On Friday, stocks ended little changed. Markets hovered at two-year highs hit in the previous session, as President Obama signed a tax-cut plan into law. Stocks have been trending higher since the compromise deal was announced.
The major indexes have risen more than 4% this month, and are poised for double-digit gains for the year. Investors are already looking ahead to 2011 -- and many have pretty bullish outlooks for the new year.
"The run-up that you are seeing here in the next 7 or 8 days is not unusual," said Jim Russell, Partner and CFO at The Collingwood Group -- a financial advisory firm located in Washington DC. He said investors are positioning their portfolios for the new year.
"The first part of 2011, I think there is going to be a continued run-up in the equity market," Russell said. "The market is traveling on short-term information that says we are in a good position. We are recovering, American businesses are going to take off, and we have had some very good news with consumer spending."
Meanwhile, Russell thinks the long-term picture is less rosy. With a stubbornly high unemployment rate, significant lost value in the real estate market, and nearly broke state and local governments -- Russell says there will be a downward shift in the markets over the longer-term.

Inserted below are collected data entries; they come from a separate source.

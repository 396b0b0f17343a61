use std::fs::File;
use std::io::{Cursor, Read, Seek, SeekFrom};
use std::path::Path;

use quick_xml::events::attributes::AttrError;
use report_model::{StyleSheet, Workbook};
use roxmltree::Document;
use thiserror::Error;
use zip::ZipArchive;

use crate::path::{rels_for_part, resolve_target};
use crate::shared_strings::parse_shared_strings_xml;
use crate::styles::parse_cell_xfs;
use crate::zip_util::{read_zip_part_optional, read_zip_part_required, MAX_ZIP_PART_BYTES};

mod worksheet;

use worksheet::parse_worksheet;

const ROOT_RELS_PART: &str = "_rels/.rels";
const DEFAULT_WORKBOOK_PART: &str = "xl/workbook.xml";
const REL_TYPE_OFFICE_DOCUMENT: &str = "/officeDocument";
const REL_TYPE_WORKSHEET: &str = "/worksheet";
const REL_TYPE_STYLES: &str = "/styles";
const REL_TYPE_SHARED_STRINGS: &str = "/sharedStrings";
const REL_TYPE_THEME: &str = "/theme";

#[derive(Debug, Error)]
pub enum ReadError {
    #[error("io error: {0}")]
    Io(#[from] std::io::Error),
    #[error("zip error: {0}")]
    Zip(#[from] zip::result::ZipError),
    #[error("xml error: {0}")]
    Xml(#[from] quick_xml::Error),
    #[error("xml attribute error: {0}")]
    XmlAttr(#[from] AttrError),
    #[error("xml parse error: {0}")]
    Dom(#[from] roxmltree::Error),
    #[error("utf-8 error: {0}")]
    Utf8(#[from] std::str::Utf8Error),
    #[error("sharedStrings.xml parse error: {0}")]
    SharedStrings(#[from] crate::shared_strings::SharedStringsError),
    #[error(transparent)]
    Styles(#[from] crate::styles::StylesError),
    #[error("invalid worksheet name: {0}")]
    InvalidSheetName(#[from] report_model::SheetNameError),
    #[error("missing required part: {0}")]
    MissingPart(&'static str),
    #[error("worksheet `{sheet}` points at missing part {part}")]
    MissingSheetPart { sheet: String, part: String },
    #[error("part {part} is too large ({size} bytes, max {max})")]
    PartTooLarge { part: String, size: u64, max: u64 },
    #[error("invalid cell reference: {0}")]
    InvalidCellRef(String),
    #[error("invalid range reference: {0}")]
    InvalidRangeRef(String),
}

/// Open an `.xlsx` file from disk.
pub fn read_workbook(path: impl AsRef<Path>) -> Result<Workbook, ReadError> {
    let file = File::open(path)?;
    read_workbook_from_reader(file)
}

pub fn read_workbook_from_bytes(bytes: &[u8]) -> Result<Workbook, ReadError> {
    read_workbook_from_reader(Cursor::new(bytes))
}

pub fn read_workbook_from_reader<R: Read + Seek>(mut reader: R) -> Result<Workbook, ReadError> {
    // Callers may pass a reused reader.
    reader.seek(SeekFrom::Start(0))?;
    let mut archive = ZipArchive::new(reader)?;
    read_workbook_from_zip(&mut archive)
}

fn read_workbook_from_zip<R: Read + Seek>(
    archive: &mut ZipArchive<R>,
) -> Result<Workbook, ReadError> {
    let workbook_part = match read_zip_part_optional(archive, ROOT_RELS_PART, MAX_ZIP_PART_BYTES)? {
        Some(bytes) => parse_relationships(&bytes)?
            .into_iter()
            .find(|rel| rel.type_.ends_with(REL_TYPE_OFFICE_DOCUMENT))
            .map(|rel| resolve_target("", &rel.target))
            .unwrap_or_else(|| DEFAULT_WORKBOOK_PART.to_string()),
        None => DEFAULT_WORKBOOK_PART.to_string(),
    };

    let workbook_xml = if workbook_part == DEFAULT_WORKBOOK_PART {
        read_zip_part_required(archive, DEFAULT_WORKBOOK_PART)?
    } else {
        read_zip_part_optional(archive, &workbook_part, MAX_ZIP_PART_BYTES)?
            .ok_or(ReadError::MissingPart(DEFAULT_WORKBOOK_PART))?
    };
    let workbook_rels = read_zip_part_optional(archive, &rels_for_part(&workbook_part), MAX_ZIP_PART_BYTES)?
        .map(|bytes| parse_relationships(&bytes))
        .transpose()?
        .unwrap_or_default();

    let part_for_type = |suffix: &str| {
        workbook_rels
            .iter()
            .find(|rel| rel.type_.ends_with(suffix))
            .map(|rel| resolve_target(&workbook_part, &rel.target))
    };

    let styles_xml = match part_for_type(REL_TYPE_STYLES) {
        Some(part) => read_zip_part_optional(archive, &part, MAX_ZIP_PART_BYTES)?,
        None => None,
    };
    let cell_xfs = match styles_xml.as_deref() {
        Some(bytes) => parse_cell_xfs(bytes)?,
        None => Vec::new(),
    };
    let theme_xml = match part_for_type(REL_TYPE_THEME) {
        Some(part) => read_zip_part_optional(archive, &part, MAX_ZIP_PART_BYTES)?,
        None => None,
    };
    let shared_strings = match part_for_type(REL_TYPE_SHARED_STRINGS) {
        Some(part) => match read_zip_part_optional(archive, &part, MAX_ZIP_PART_BYTES)? {
            Some(bytes) => parse_shared_strings_xml(std::str::from_utf8(&bytes)?)?,
            None => Vec::new(),
        },
        None => Vec::new(),
    };

    let mut workbook = Workbook::with_styles(StyleSheet {
        styles_xml,
        theme_xml,
        cell_xfs,
    });

    for (name, rel_id) in parse_workbook_sheets(&workbook_xml)? {
        let Some(rel) = workbook_rels
            .iter()
            .find(|rel| rel.id == rel_id && rel.type_.ends_with(REL_TYPE_WORKSHEET))
        else {
            log::warn!("skipping sheet `{name}`: no worksheet relationship `{rel_id}`");
            continue;
        };
        let part = resolve_target(&workbook_part, &rel.target);
        let xml = read_zip_part_optional(archive, &part, MAX_ZIP_PART_BYTES)?.ok_or_else(|| {
            ReadError::MissingSheetPart {
                sheet: name.clone(),
                part: part.clone(),
            }
        })?;

        let parsed = parse_worksheet(&xml, &shared_strings, &workbook.styles)?;
        let sheet = workbook.add_sheet(name)?;
        sheet.rows = parsed.rows;
        sheet.columns = parsed.columns;
        log::debug!(
            "read sheet `{}` from {part}: {} rows, {} column records",
            sheet.name,
            sheet.rows.len(),
            sheet.columns.len()
        );
    }

    Ok(workbook)
}

#[derive(Debug, Clone, PartialEq, Eq)]
struct Relationship {
    id: String,
    type_: String,
    target: String,
}

fn parse_relationships(xml: &[u8]) -> Result<Vec<Relationship>, ReadError> {
    let xml = std::str::from_utf8(xml)?;
    let doc = Document::parse(xml)?;

    let rels = doc
        .descendants()
        .filter(|n| n.is_element() && n.tag_name().name() == "Relationship")
        .filter(|n| n.attribute("TargetMode") != Some("External"))
        .filter_map(|n| {
            Some(Relationship {
                id: n.attribute("Id")?.to_string(),
                type_: n.attribute("Type").unwrap_or_default().to_string(),
                target: n.attribute("Target").unwrap_or_default().to_string(),
            })
        })
        .collect();
    Ok(rels)
}

/// `(name, relationship id)` for each `<sheet>` in workbook order.
fn parse_workbook_sheets(xml: &[u8]) -> Result<Vec<(String, String)>, ReadError> {
    let xml = std::str::from_utf8(xml)?;
    let doc = Document::parse(xml)?;

    let sheets = doc
        .descendants()
        .filter(|n| n.is_element() && n.tag_name().name() == "sheet")
        .filter_map(|n| {
            let name = n.attribute("name")?;
            // `r:id`; match on local name since producers vary the prefix.
            let rel_id = n
                .attributes()
                .find(|a| a.name() == "id" && a.namespace().is_some())?
                .value();
            Some((name.to_string(), rel_id.to_string()))
        })
        .collect();
    Ok(sheets)
}

#[cfg(test)]
mod tests {
    use super::*;
    use pretty_assertions::assert_eq;

    #[test]
    fn parses_internal_relationships_only() {
        let rels = parse_relationships(
            br#"<Relationships xmlns="http://schemas.openxmlformats.org/package/2006/relationships">
              <Relationship Id="rId1" Type="http://schemas.openxmlformats.org/officeDocument/2006/relationships/worksheet" Target="worksheets/sheet1.xml"/>
              <Relationship Id="rId2" Type="http://schemas.openxmlformats.org/officeDocument/2006/relationships/hyperlink" Target="https://example.com" TargetMode="External"/>
            </Relationships>"#,
        )
        .unwrap();

        assert_eq!(rels.len(), 1);
        assert_eq!(rels[0].id, "rId1");
        assert_eq!(rels[0].target, "worksheets/sheet1.xml");
    }

    #[test]
    fn sheet_ids_are_read_regardless_of_prefix() {
        let sheets = parse_workbook_sheets(
            br#"<workbook xmlns="http://schemas.openxmlformats.org/spreadsheetml/2006/main"
                          xmlns:rel="http://schemas.openxmlformats.org/officeDocument/2006/relationships">
              <sheets>
                <sheet name="Data" sheetId="1" rel:id="rId3"/>
                <sheet name="Totals" sheetId="2" rel:id="rId1"/>
              </sheets>
            </workbook>"#,
        )
        .unwrap();

        assert_eq!(
            sheets,
            vec![
                ("Data".to_string(), "rId3".to_string()),
                ("Totals".to_string(), "rId1".to_string()),
            ]
        );
    }
}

World markets: European stocks were higher in afternoon trading. Britain's FTSE 100 rose 0.6%, the DAX in Germany gained 1.1% and France's CAC 40 was up 1.1%.
Tensions on the Korean peninsula were escalated after Seoul's planned live-fire drill. North Korea said the drill could ignite a war, but the country did not act immediately on Monday.
Asian markets ended the session lower. The Shanghai Composite sank 1.4%, the Hang Seng in Hong Kong lost 0.3% and Japan's Nikkei fell 0.9%.